_Goal of the exercise_: How many lines of the data contain the string "false"? Write the number and nothing more.

[Dataset items]
----------
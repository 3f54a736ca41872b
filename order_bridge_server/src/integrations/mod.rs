pub mod importer;
pub mod shopify;
use chrono::{DateTime, TimeZone, Utc};
use mockall::mock;
use obr_common::Secret;
use order_bridge_engine::{
    db_types::{
        ConnectorConfig,
        Customer,
        FinancialStatus,
        FulfillmentStatus,
        Item,
        NewConnectorConfig,
        Order,
        OrderId,
        OrderLine,
        OrderState,
        SyncStatus,
    },
    sync_types::{CancelOutcome, NewOrderPayload, UpsertOutcome},
    traits::{OrderLedgerDatabase, OrderLedgerError},
};

mock! {
    pub LedgerDb {}

    impl Clone for LedgerDb {
        fn clone(&self) -> Self;
    }

    impl OrderLedgerDatabase for LedgerDb {
        fn url(&self) -> &str;
        async fn fetch_connector(&self, id: i64) -> Result<Option<ConnectorConfig>, OrderLedgerError>;
        async fn fetch_active_connector_for_domain(&self, domain: &str) -> Result<Option<ConnectorConfig>, OrderLedgerError>;
        async fn fetch_auto_import_connectors(&self) -> Result<Vec<ConnectorConfig>, OrderLedgerError>;
        async fn insert_connector(&self, connector: NewConnectorConfig) -> Result<ConnectorConfig, OrderLedgerError>;
        async fn deactivate_connector(&self, id: i64) -> Result<(), OrderLedgerError>;
        async fn record_sync_result(&self, id: i64, status: SyncStatus, message: &str) -> Result<(), OrderLedgerError>;
        async fn mark_import_complete(&self, id: i64, imported: i64, watermark: DateTime<Utc>) -> Result<(), OrderLedgerError>;
        async fn upsert_order(&self, connector: &ConnectorConfig, payload: &NewOrderPayload) -> Result<(Order, UpsertOutcome), OrderLedgerError>;
        async fn confirm_order(&self, order_id: i64) -> Result<Order, OrderLedgerError>;
        async fn cancel_order(&self, order_id: &OrderId) -> Result<CancelOutcome, OrderLedgerError>;
        async fn fetch_order_by_shopify_id(&self, order_id: &OrderId) -> Result<Option<Order>, OrderLedgerError>;
        async fn fetch_lines_for_order(&self, order_id: i64) -> Result<Vec<OrderLine>, OrderLedgerError>;
        async fn fetch_customer(&self, id: i64) -> Result<Option<Customer>, OrderLedgerError>;
        async fn fetch_customer_by_email(&self, email: &str) -> Result<Option<Customer>, OrderLedgerError>;
        async fn fetch_item_by_sku(&self, sku: &str) -> Result<Option<Item>, OrderLedgerError>;
        async fn fetch_order_count(&self, connector_id: i64) -> Result<i64, OrderLedgerError>;
    }
}

pub fn test_connector(webhook_secret: Option<&str>) -> ConnectorConfig {
    let now = Utc.with_ymd_and_hms(2024, 4, 1, 0, 0, 0).unwrap();
    ConnectorConfig {
        id: 1,
        name: "Bricks & Mortar".to_string(),
        store_url: "bricks.myshopify.com".to_string(),
        access_token: Secret::new("shpat_test_token".to_string()),
        webhook_secret: webhook_secret.map(|s| Secret::new(s.to_string())),
        api_version: "2023-10".to_string(),
        is_active: true,
        auto_import_orders: true,
        import_interval_minutes: 30,
        last_order_import: None,
        import_from_date: None,
        auto_confirm_paid_orders: false,
        create_customers: true,
        default_item_id: None,
        fallback_customer_id: None,
        total_orders_imported: 0,
        last_sync_status: None,
        last_sync_message: String::new(),
        created_at: now,
        updated_at: now,
    }
}

pub fn test_order(shopify_order_id: &str, state: OrderState) -> Order {
    let now = Utc.with_ymd_and_hms(2024, 4, 23, 14, 15, 30).unwrap();
    Order {
        id: 10,
        connector_id: 1,
        shopify_order_id: OrderId::from(shopify_order_id),
        order_number: "#1001".to_string(),
        note: None,
        financial_status: FinancialStatus::Paid,
        fulfillment_status: FulfillmentStatus::Unfulfilled,
        state,
        is_shopify_order: true,
        customer_id: 5,
        shipping_address_id: None,
        created_at: now,
        updated_at: now,
    }
}
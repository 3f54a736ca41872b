//! High-level APIs over a ledger backend.
//!
//! These are thin orchestration layers: the atomicity guarantees live in the backend, while
//! policy that spans calls (like auto-confirming paid orders) lives here.

mod connector_api;
mod order_sync_api;

pub use connector_api::ConnectorApi;
pub use order_sync_api::OrderSyncApi;
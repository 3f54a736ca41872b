//! Interface contract for ledger database backends.
//!
//! The sync engine only ever talks to storage through [`OrderLedgerDatabase`]. The SQLite backend
//! in [`crate::sqlite`] is the production implementation; the server's endpoint tests mock this
//! trait directly.

mod order_ledger_database;

pub use order_ledger_database::{OrderLedgerDatabase, OrderLedgerError};
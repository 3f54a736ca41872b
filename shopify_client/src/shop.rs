use serde::{Deserialize, Serialize};

/// Shop metadata from `GET /shop.json`. Used for connection tests when a connector is configured.
#[derive(Debug, Clone, Default, Serialize, Deserialize)]
pub struct ShopifyShop {
    pub id: i64,
    pub name: String,
    #[serde(default)]
    pub domain: String,
    pub plan_name: Option<String>,
    pub timezone: Option<String>,
}
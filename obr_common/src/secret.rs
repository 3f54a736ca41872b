use std::{
    fmt,
    fmt::{Debug, Display},
};

/// A wrapper for sensitive values (access tokens, webhook secrets) that keeps them out of logs.
/// The value is only accessible via an explicit [`Secret::reveal`] call.
#[derive(Clone, Default)]
pub struct Secret<T>
where T: Clone + Default
{
    value: T,
}

impl<T: Clone + Default> Secret<T> {
    pub fn new(value: T) -> Self {
        Self { value }
    }

    pub fn reveal(&self) -> &T {
        &self.value
    }
}

impl<T: Clone + Default> Debug for Secret<T> {
    fn fmt(&self, f: &mut fmt::Formatter<'_>) -> fmt::Result {
        f.write_str("****")
    }
}

impl<T: Clone + Default> Display for Secret<T> {
    fn fmt(&self, f: &mut fmt::Formatter<'_>) -> fmt::Result {
        f.write_str("****")
    }
}
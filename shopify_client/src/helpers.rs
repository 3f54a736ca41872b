use obr_common::Cents;
use regex::Regex;

use crate::ShopifyApiError;

/// Shopify expresses prices as decimal strings ("6.00").
pub fn parse_shopify_price(price: &str) -> Result<Cents, ShopifyApiError> {
    Cents::parse(price).map_err(|e| ShopifyApiError::InvalidCurrencyAmount(e.to_string()))
}

/// Extracts the opaque `page_info` cursor from a `Link` response header, if the header advertises
/// a `rel="next"` page. Shopify's cursor pagination is stateful: once a cursor exists, subsequent
/// requests must carry only the cursor, with no other filter parameters.
pub fn next_page_cursor(link_header: &str) -> Option<String> {
    if !link_header.contains("rel=\"next\"") {
        return None;
    }
    // The header looks like: <https://…/orders.json?page_info=abc123&limit=250>; rel="next"
    let re = Regex::new(r#"<[^>]*[?&]page_info=([^&>]+)[^>]*>;\s*rel="next""#).ok()?;
    re.captures(link_header).map(|caps| caps[1].to_string())
}

#[cfg(test)]
mod test {
    use super::*;

    #[test]
    fn extracts_next_cursor() {
        let header = r#"<https://x.myshopify.com/admin/api/2023-10/orders.json?page_info=abc123&limit=250>; rel="next""#;
        assert_eq!(next_page_cursor(header).as_deref(), Some("abc123"));
    }

    #[test]
    fn ignores_previous_only_links() {
        let header = r#"<https://x.myshopify.com/admin/api/2023-10/orders.json?page_info=zzz&limit=250>; rel="previous""#;
        assert_eq!(next_page_cursor(header), None);
    }

    #[test]
    fn picks_next_among_multiple_relations() {
        let header = concat!(
            r#"<https://x.myshopify.com/admin/api/2023-10/orders.json?page_info=prev1>; rel="previous", "#,
            r#"<https://x.myshopify.com/admin/api/2023-10/orders.json?page_info=next1&limit=250>; rel="next""#
        );
        assert_eq!(next_page_cursor(header).as_deref(), Some("next1"));
    }

    #[test]
    fn no_link_header_content() {
        assert_eq!(next_page_cursor(""), None);
    }
}
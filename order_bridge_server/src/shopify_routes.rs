//----------------------------------------------   Order bridge routes   ----------------------------------------------

use actix_web::{web, HttpRequest, HttpResponse};
use log::{debug, info, trace, warn};
use order_bridge_engine::{
    sync_types::{CancelOutcome, UpsertOutcome},
    traits::OrderLedgerDatabase,
    ConnectorApi,
    OrderSyncApi,
};
use serde_json::json;
use shopify_client::ShopifyOrder;

use crate::{
    data_objects::{ConnectionTestResult, ConnectorInfo, JsonResponse, NewConnectorRequest},
    errors::ServerError,
    helpers::verify_webhook_signature,
    integrations::{
        importer::{api_for_connector, import_with_bookkeeping, ImportError},
        shopify::{order_payload_from_shopify, WebhookEvent},
    },
    route,
};

pub const SIGNATURE_HEADER: &str = "X-Shopify-Hmac-Sha256";
pub const TOPIC_HEADER: &str = "X-Shopify-Topic";
pub const SHOP_DOMAIN_HEADER: &str = "X-Shopify-Shop-Domain";

fn header_value(req: &HttpRequest, name: &str) -> Option<String> {
    req.headers().get(name).and_then(|v| v.to_str().ok()).map(String::from)
}

/// Webhook replies go back to the store; raw database errors stay in the logs.
fn public_error(e: &order_bridge_engine::traits::OrderLedgerError) -> String {
    use order_bridge_engine::traits::OrderLedgerError::*;
    match e {
        DatabaseError(_) | StatusConversionError(_) => "Internal server error".to_string(),
        e => e.to_string(),
    }
}

//----------------------------------------------   Webhook   ----------------------------------------------

route!(shopify_webhook => Post "/webhook" impl OrderLedgerDatabase);
/// The webhook entry point for order events pushed by Shopify.
///
/// The body arrives as raw bytes because the signature covers the exact bytes on the wire;
/// parsing happens only after the gate. Apart from structurally missing headers (a 400), every
/// outcome is a 200 with a JSON body — Shopify retries non-2xx responses, and a delivery that
/// failed verification must not be redelivered forever.
pub async fn shopify_webhook<B: OrderLedgerDatabase>(
    req: HttpRequest,
    body: web::Bytes,
    orders: web::Data<OrderSyncApi<B>>,
    connectors: web::Data<ConnectorApi<B>>,
) -> HttpResponse {
    trace!("🛍️️ Received webhook request: {}", req.uri());
    let Some(signature) = header_value(&req, SIGNATURE_HEADER) else {
        return HttpResponse::BadRequest().json(json!({"error": format!("Missing {SIGNATURE_HEADER} header")}));
    };
    let Some(topic) = header_value(&req, TOPIC_HEADER) else {
        return HttpResponse::BadRequest().json(json!({"error": format!("Missing {TOPIC_HEADER} header")}));
    };
    let Some(domain) = header_value(&req, SHOP_DOMAIN_HEADER) else {
        return HttpResponse::BadRequest().json(json!({"error": format!("Missing {SHOP_DOMAIN_HEADER} header")}));
    };
    let connector = match connectors.connector_for_domain(&domain).await {
        Ok(Some(connector)) => connector,
        Ok(None) => {
            warn!("🛍️️ Webhook from {domain}, but no active connector is configured for it.");
            return HttpResponse::Ok().json(json!({"error": "Connector not found"}));
        },
        Err(e) => {
            warn!("🛍️️ Could not look up connector for {domain}. {e}");
            return HttpResponse::Ok().json(json!({"error": public_error(&e)}));
        },
    };
    if !verify_webhook_signature(&body, &signature, connector.webhook_secret.as_ref()) {
        warn!("🛍️️ Webhook for {domain} failed signature verification.");
        return HttpResponse::Ok().json(json!({"error": "Invalid signature"}));
    }
    match WebhookEvent::classify(&topic) {
        WebhookEvent::Ignored => {
            debug!("🛍️️ Ignoring webhook topic {topic}");
            HttpResponse::Ok().json(json!({"status": "ignored", "topic": topic}))
        },
        WebhookEvent::UpsertOrder => {
            let order: ShopifyOrder = match serde_json::from_slice(&body) {
                Ok(order) => order,
                Err(e) => {
                    warn!("🛍️️ Could not parse webhook body for {domain}. {e}");
                    return HttpResponse::Ok().json(json!({"error": format!("Invalid order payload. {e}")}));
                },
            };
            let order_name = order.name.clone();
            let payload = match order_payload_from_shopify(order) {
                Ok(payload) => payload,
                Err(e) => {
                    warn!("🛍️️ Could not convert order. {e}");
                    return HttpResponse::Ok().json(json!({"error": e.to_string()}));
                },
            };
            match orders.process_order(&connector, &payload).await {
                Ok((order, outcome)) => {
                    match outcome {
                        UpsertOutcome::Created => info!("🛍️️ Order [{}] created from webhook.", order.shopify_order_id),
                        UpsertOutcome::Reconciled { changed } => {
                            debug!("🛍️️ Order [{}] reconciled (changed: {changed}).", order.shopify_order_id)
                        },
                    }
                    HttpResponse::Ok().json(json!({
                        "status": "success",
                        "topic": topic,
                        "order_id": order.shopify_order_id,
                        "order_name": order_name,
                    }))
                },
                Err(e) => {
                    warn!("🛍️️ Could not process order [{}]. {e}", payload.order_id);
                    HttpResponse::Ok().json(json!({"error": public_error(&e)}))
                },
            }
        },
        WebhookEvent::CancelOrder => {
            let order: ShopifyOrder = match serde_json::from_slice(&body) {
                Ok(order) => order,
                Err(e) => {
                    warn!("🛍️️ Could not parse cancellation body for {domain}. {e}");
                    return HttpResponse::Ok().json(json!({"error": format!("Invalid order payload. {e}")}));
                },
            };
            let order_id = order.id.to_string();
            match orders.cancel_order(&order_id.as_str().into()).await {
                Ok(CancelOutcome::Cancelled(order)) => {
                    info!("🛍️️ Order [{}] cancelled from webhook.", order.shopify_order_id);
                    HttpResponse::Ok().json(json!({
                        "status": "success",
                        "topic": topic,
                        "order_id": order_id,
                        "message": "Order cancelled",
                    }))
                },
                Ok(CancelOutcome::NotFound) => {
                    debug!("🛍️️ Cancellation for unknown order {order_id}.");
                    // Acknowledged, but distinct from a successful cancellation.
                    HttpResponse::Ok().json(json!({
                        "status": "not_found",
                        "topic": topic,
                        "order_id": order_id,
                        "message": "Order not found; nothing to do",
                    }))
                },
                Err(e) => {
                    warn!("🛍️️ Could not cancel order {order_id}. {e}");
                    HttpResponse::Ok().json(json!({"error": public_error(&e)}))
                },
            }
        },
    }
}

//----------------------------------------------   Connectors   ----------------------------------------------

route!(create_connector => Post "/connectors" impl OrderLedgerDatabase);
pub async fn create_connector<B: OrderLedgerDatabase>(
    body: web::Json<NewConnectorRequest>,
    connectors: web::Data<ConnectorApi<B>>,
) -> Result<HttpResponse, ServerError> {
    let request = body.into_inner();
    debug!("🛍️️ POST new connector for store {}", request.store_url);
    let connector = connectors.register_connector(request.into()).await?;
    Ok(HttpResponse::Ok().json(ConnectorInfo::from(connector)))
}

route!(connector_info => Get "/connectors/{id}" impl OrderLedgerDatabase);
pub async fn connector_info<B: OrderLedgerDatabase>(
    path: web::Path<i64>,
    connectors: web::Data<ConnectorApi<B>>,
) -> Result<HttpResponse, ServerError> {
    let id = path.into_inner();
    let connector = connectors.fetch_connector(id).await?;
    Ok(HttpResponse::Ok().json(ConnectorInfo::from(connector)))
}

route!(deactivate_connector => Delete "/connectors/{id}" impl OrderLedgerDatabase);
pub async fn deactivate_connector<B: OrderLedgerDatabase>(
    path: web::Path<i64>,
    connectors: web::Data<ConnectorApi<B>>,
) -> Result<HttpResponse, ServerError> {
    let id = path.into_inner();
    connectors.deactivate_connector(id).await?;
    Ok(HttpResponse::Ok().json(JsonResponse::success(format!("Connector {id} deactivated"))))
}

route!(test_connection => Get "/connectors/{id}/test" impl OrderLedgerDatabase);
/// Calls the upstream shop endpoint with the connector's credentials. A failed call is a normal,
/// message-carrying result rather than an error response, so operators see exactly what broke.
pub async fn test_connection<B: OrderLedgerDatabase>(
    path: web::Path<i64>,
    connectors: web::Data<ConnectorApi<B>>,
) -> Result<HttpResponse, ServerError> {
    let id = path.into_inner();
    let connector = connectors.fetch_connector(id).await?;
    let api = api_for_connector(&connector).map_err(|e| ServerError::ConfigurationError(e.to_string()))?;
    let result = match api.get_shop().await {
        Ok(shop) => {
            info!("🛍️️ Connection test for connector {id} succeeded ({})", shop.name);
            ConnectionTestResult {
                success: true,
                shop_name: Some(shop.name),
                shop_domain: Some(shop.domain),
                message: "Connection OK".to_string(),
            }
        },
        Err(e) => {
            warn!("🛍️️ Connection test for connector {id} failed. {e}");
            ConnectionTestResult { success: false, shop_name: None, shop_domain: None, message: e.to_string() }
        },
    };
    Ok(HttpResponse::Ok().json(result))
}

//----------------------------------------------   Imports   ----------------------------------------------

route!(import_orders => Post "/connectors/{id}/import" impl OrderLedgerDatabase);
/// Manually triggered import for one connector. Failures surface as blocking error responses.
pub async fn import_orders<B: OrderLedgerDatabase>(
    path: web::Path<i64>,
    connectors: web::Data<ConnectorApi<B>>,
    orders: web::Data<OrderSyncApi<B>>,
) -> Result<HttpResponse, ServerError> {
    let id = path.into_inner();
    let connector = connectors.fetch_connector(id).await?;
    if !connector.is_active {
        return Err(ServerError::InvalidRequestBody(format!("Connector {id} is deactivated")));
    }
    let api = api_for_connector(&connector).map_err(|e| ServerError::ConfigurationError(e.to_string()))?;
    let summary = import_with_bookkeeping(orders.db(), &api, &connector).await.map_err(|e| match e {
        ImportError::Transport(e) => ServerError::UpstreamApiError(e.to_string()),
        ImportError::Ledger(e) => ServerError::BackendError(e.to_string()),
    })?;
    Ok(HttpResponse::Ok().json(summary))
}

route!(cron_import => Post "/import/cron" impl OrderLedgerDatabase);
/// The scheduled-import entry point: runs an import for every active, auto-import-enabled
/// connector. Per-connector failures are recorded on the connector and do not abort the sweep.
pub async fn cron_import<B: OrderLedgerDatabase>(
    connectors: web::Data<ConnectorApi<B>>,
    orders: web::Data<OrderSyncApi<B>>,
) -> Result<HttpResponse, ServerError> {
    let candidates = connectors.auto_import_connectors().await?;
    info!("🕰️ Cron import: {} connectors to check", candidates.len());
    let mut results = Vec::with_capacity(candidates.len());
    for connector in candidates {
        let result = match api_for_connector(&connector) {
            Ok(api) => import_with_bookkeeping(orders.db(), &api, &connector).await.map_err(|e| e.to_string()),
            Err(e) => Err(e.to_string()),
        };
        match result {
            Ok(summary) => results.push(json!({"connector_id": connector.id, "success": true, "summary": summary})),
            Err(message) => {
                results.push(json!({"connector_id": connector.id, "success": false, "error": message}))
            },
        }
    }
    Ok(HttpResponse::Ok().json(json!({"results": results})))
}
----------
_Exercise answer_: 3